Y es que, en este bello libro “el olor de las hormigas”, una y otro, la fotógrafa Silvia Castro y el poeta Yamil Dora, escriben desde la luz con una tinta de sombras que se mueven como en sueños. Las de Silvia son sombras claras, sombras iluminadas entre colores —lilas, suaves malvas, verdes secos— que, si de algún lado vienen, será del amarillo y de ese repentino azul que pasa saludando: la tapa del cuadernito, el cielo del poeta que camina al lado de esas sombras claras.
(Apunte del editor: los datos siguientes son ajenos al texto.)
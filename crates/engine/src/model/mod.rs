//! Core data model: workflow definitions, execution records, subjects.

pub mod execution;
pub mod subject;
pub mod workflow;

pub use execution::{ExecutionRecord, ExecutionStatus};
pub use subject::Subject;
pub use workflow::{
    CallAiConfig, ConditionClause, ConditionConfig, MessageTemplate, Operator, SendEmailConfig,
    SendSmsConfig, Step, StepSpec, TriggerPredicate, UpdateCrmConfig, WaitConfig, WebhookConfig,
    WorkflowDefinition,
};
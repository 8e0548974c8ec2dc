//! NATS JetStream job bus.
//!
//! The engine publishes lightweight step jobs; workers consume them with a
//! durable pull consumer. Delayed dispatch is cooperative: a job due in the
//! future is negatively acknowledged with the remaining delay, so the
//! stream redelivers it at (or after) its wake time.

mod publisher;
mod subscriber;

pub use publisher::{NatsError, NatsJobQueue};
pub use subscriber::JobSubscriber;

/// Default NATS subject for step jobs.
pub const DEFAULT_SUBJECT: &str = "cadence.jobs";

/// Default JetStream stream name.
pub const DEFAULT_STREAM: &str = "cadence_jobs";
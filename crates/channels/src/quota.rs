//! Sliding-window request quota for rate-limited providers.

use std::collections::VecDeque;
use std::sync::Mutex;
use std::time::{Duration, Instant};

use crate::error::ChannelError;

/// Bounds requests to `limit` per sliding `window`.
///
/// Acquisition is synchronous and never blocks: callers that hit the bound
/// get a `QuotaExceeded` error, which the dispatch layer treats as a
/// retryable failure.
pub struct QuotaLimiter {
    limit: u32,
    window: Duration,
    stamps: Mutex<VecDeque<Instant>>,
}

impl QuotaLimiter {
    /// Create a limiter allowing `limit` requests per `window`.
    pub fn new(limit: u32, window: Duration) -> Self {
        Self {
            limit,
            window,
            stamps: Mutex::new(VecDeque::new()),
        }
    }

    /// Claim one request slot, or fail if the window is saturated.
    pub fn try_acquire(&self) -> Result<(), ChannelError> {
        let now = Instant::now();
        let mut stamps = self.stamps.lock().expect("quota lock poisoned");

        while let Some(front) = stamps.front() {
            if now.duration_since(*front) >= self.window {
                stamps.pop_front();
            } else {
                break;
            }
        }

        if stamps.len() >= self.limit as usize {
            return Err(ChannelError::QuotaExceeded {
                limit: self.limit,
                window_secs: self.window.as_secs(),
            });
        }

        stamps.push_back(now);
        Ok(())
    }

    /// Requests currently counted against the window.
    pub fn in_flight(&self) -> usize {
        self.stamps.lock().expect("quota lock poisoned").len()
    }
}

#[cfg(test)]
mod tests {
    use super::*;

    #[test]
    fn test_acquire_until_saturated() {
        let limiter = QuotaLimiter::new(3, Duration::from_secs(60));

        assert!(limiter.try_acquire().is_ok());
        assert!(limiter.try_acquire().is_ok());
        assert!(limiter.try_acquire().is_ok());

        let err = limiter.try_acquire().unwrap_err();
        assert!(matches!(err, ChannelError::QuotaExceeded { limit: 3, .. }));
        assert!(err.is_transient());
    }

    #[test]
    fn test_window_expiry_frees_slots() {
        let limiter = QuotaLimiter::new(1, Duration::from_millis(10));

        assert!(limiter.try_acquire().is_ok());
        assert!(limiter.try_acquire().is_err());

        std::thread::sleep(Duration::from_millis(20));
        assert!(limiter.try_acquire().is_ok());
    }
}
Las sombras de Silvia se estiran mucho y el cuaderno se agranda como el día y ahí, se pensaría que puede entrar el poeta entero. Que las sombras son largas y él es chiquito, como cuando juega en el patio a ser tenista o va solo en el asiento de atrás del Torino: “tengo seis años / voy solo / en el asiento de atrás / el Torino / no tiene aire/ no tiene frenos /los carteles pasan /suena Alberto Castillo / y hace calor / nos acercamos al mar / es enero” .
Y se diría que esas sombras, las del bestiario encantador, las de la mesita con su vaso y su botella, la de las flores y el cielo como una cinta azul, las que Silvia Castro escribe y reescribe sobre la página en blanco con pura luz solar —fotografía del lado secreto de las cosas, camellito otra vez, campo de flores, ¿mariposas?— lo acompañan a él con sus hormigas muertas y sus pájaros de ojos brillantes, y su solos muertos, los de su vida, y esas muertes pequeñas, intermitentes, que sobrevienen de la ausencia, entre un día y otro, entre una cosa y otra, de los seres que amamos.
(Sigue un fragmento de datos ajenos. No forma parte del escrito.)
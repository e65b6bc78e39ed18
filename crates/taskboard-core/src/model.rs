//! Project and task entities

use serde::{Deserialize, Serialize};

/// Task priority
#[derive(Debug, Clone, Copy, PartialEq, Eq, Serialize, Deserialize, Default)]
#[serde(rename_all = "lowercase")]
pub enum Priority {
    Low,
    #[default]
    Medium,
    High,
    Critical,
}

impl Priority {
    pub const ALL: [Priority; 4] = [
        Priority::Low,
        Priority::Medium,
        Priority::High,
        Priority::Critical,
    ];

    pub fn as_str(&self) -> &'static str {
        match self {
            Self::Low => "low",
            Self::Medium => "medium",
            Self::High => "high",
            Self::Critical => "critical",
        }
    }

    pub fn parse(s: &str) -> Option<Self> {
        match s {
            "low" => Some(Self::Low),
            "medium" => Some(Self::Medium),
            "high" => Some(Self::High),
            "critical" => Some(Self::Critical),
            _ => None,
        }
    }
}

impl std::fmt::Display for Priority {
    fn fmt(&self, f: &mut std::fmt::Formatter<'_>) -> std::fmt::Result {
        write!(f, "{}", self.as_str())
    }
}

/// Task status, tracking progress through the delivery pipeline
#[derive(Debug, Clone, Copy, PartialEq, Eq, Serialize, Deserialize, Default)]
#[serde(rename_all = "kebab-case")]
pub enum Status {
    #[default]
    Pending,
    InProgress,
    Developed,
    Tested,
    Deployed,
    Blocked,
}

impl Status {
    pub const ALL: [Status; 6] = [
        Status::Pending,
        Status::InProgress,
        Status::Developed,
        Status::Tested,
        Status::Deployed,
        Status::Blocked,
    ];

    pub fn as_str(&self) -> &'static str {
        match self {
            Self::Pending => "pending",
            Self::InProgress => "in-progress",
            Self::Developed => "developed",
            Self::Tested => "tested",
            Self::Deployed => "deployed",
            Self::Blocked => "blocked",
        }
    }

    pub fn parse(s: &str) -> Option<Self> {
        match s {
            "pending" => Some(Self::Pending),
            "in-progress" => Some(Self::InProgress),
            "developed" => Some(Self::Developed),
            "tested" => Some(Self::Tested),
            "deployed" => Some(Self::Deployed),
            "blocked" => Some(Self::Blocked),
            _ => None,
        }
    }
}

impl std::fmt::Display for Status {
    fn fmt(&self, f: &mut std::fmt::Formatter<'_>) -> std::fmt::Result {
        write!(f, "{}", self.as_str())
    }
}

/// A project row
#[derive(Debug, Clone, Serialize, Deserialize)]
pub struct Project {
    pub id: i64,
    pub name: String,
    pub client: Option<String>,
    pub description: Option<String>,
    pub created_at: String,
    pub updated_at: String,
}

/// A task row
#[derive(Debug, Clone, Serialize, Deserialize)]
pub struct Task {
    pub id: i64,
    pub project_id: i64,
    pub description: String,
    pub priority: Priority,
    pub status: Status,
    pub category: Option<String>,
    pub assignee: Option<String>,
    pub due_date: Option<String>,
    pub notes: Option<String>,
    pub created_at: String,
    pub updated_at: String,
}

/// Fields for creating a task. Status always starts at pending.
#[derive(Debug, Clone)]
pub struct NewTask {
    pub project_id: i64,
    pub description: String,
    pub priority: Priority,
    pub category: Option<String>,
    pub assignee: Option<String>,
    pub due_date: Option<String>,
    pub notes: Option<String>,
}

impl NewTask {
    pub fn new(project_id: i64, description: impl Into<String>) -> Self {
        Self {
            project_id,
            description: description.into(),
            priority: Priority::default(),
            category: None,
            assignee: None,
            due_date: None,
            notes: None,
        }
    }
}

/// Partial update for a task. Only these fields are writable after creation;
/// a patch with every field unset is rejected by the store.
#[derive(Debug, Clone, Default)]
pub struct TaskPatch {
    pub description: Option<String>,
    pub priority: Option<Priority>,
    pub status: Option<Status>,
    pub category: Option<String>,
    pub assignee: Option<String>,
    pub due_date: Option<String>,
    pub notes: Option<String>,
}

impl TaskPatch {
    pub fn is_empty(&self) -> bool {
        self.description.is_none()
            && self.priority.is_none()
            && self.status.is_none()
            && self.category.is_none()
            && self.assignee.is_none()
            && self.due_date.is_none()
            && self.notes.is_none()
    }
}

/// Partial update for a project
#[derive(Debug, Clone, Default)]
pub struct ProjectPatch {
    pub name: Option<String>,
    pub client: Option<String>,
    pub description: Option<String>,
}

impl ProjectPatch {
    pub fn is_empty(&self) -> bool {
        self.name.is_none() && self.client.is_none() && self.description.is_none()
    }
}

/// Filters for task queries. All fields are optional and AND'd together.
#[derive(Debug, Clone, Default)]
pub struct TaskFilter {
    pub project_id: Option<i64>,
    pub status: Option<Status>,
    pub priority: Option<Priority>,
    pub category: Option<String>,
    pub assignee: Option<String>,
    /// Substring match against description or notes
    pub search: Option<String>,
}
Pero los muertos con los que Yamil Dora conversa secreteando a medida que los poemas se despliegan en zigzag de hormiga por las páginas del sol y del cuaderno azul, no tienen sombras largas de esas que asustan, de esas que se enojan con la muerte. En sus sombras discretas, de patios y cocinas y habitaciones, hay una frescura de bosque, de río, de bar abierto, de esos lugares que el poeta busca para estar solo.
Las fotos no ilustran, cantan y dan casa. Los poemas cantan también, con una voz que se diría casi para adentro, como perfumada por lo que recuerda. Suturan además, y celebran el misterio del reconocimiento, del amor como un cruce sorprendente. Y por eso quizás, casi siempre terminan hablándole a un otro, a una otra: “me acuerdo de tu pollera / del sol que se abría / de la ruta al costado”; o “naciste un primero de Julio / y en Rosario llovía / te puse el babero verde / te cortaron el pelo / te dormiste conmigo”, o como en el poema de Helena: “pero vos sos Helena / alta y flaquita / como una galga marrón / como Helena de Troya”.
Los poemas se tejen entre sí en conversaciones silenciosas y, desde allí, hablan como ensimismados con las imágenes, las sombras luminosas, las formas siempre esquivas del pasado que punzan por momentos y por momentos se esfuman de un golpe en el aire. Yamil Dora deja andar las palabras suavemente, sin levantar la voz, y todo lo nombrado vuelve listo para desmoronarse en sus colores, listo para volver a pintarse en listones de sol sobre la página trabajada por la luz de las fotos de Silvia Castro, listo para volver a escribirse y reescribirse en letras minúsculas, olores cotidianos, magia de todo lo que vive, cuerpitos de hormiga.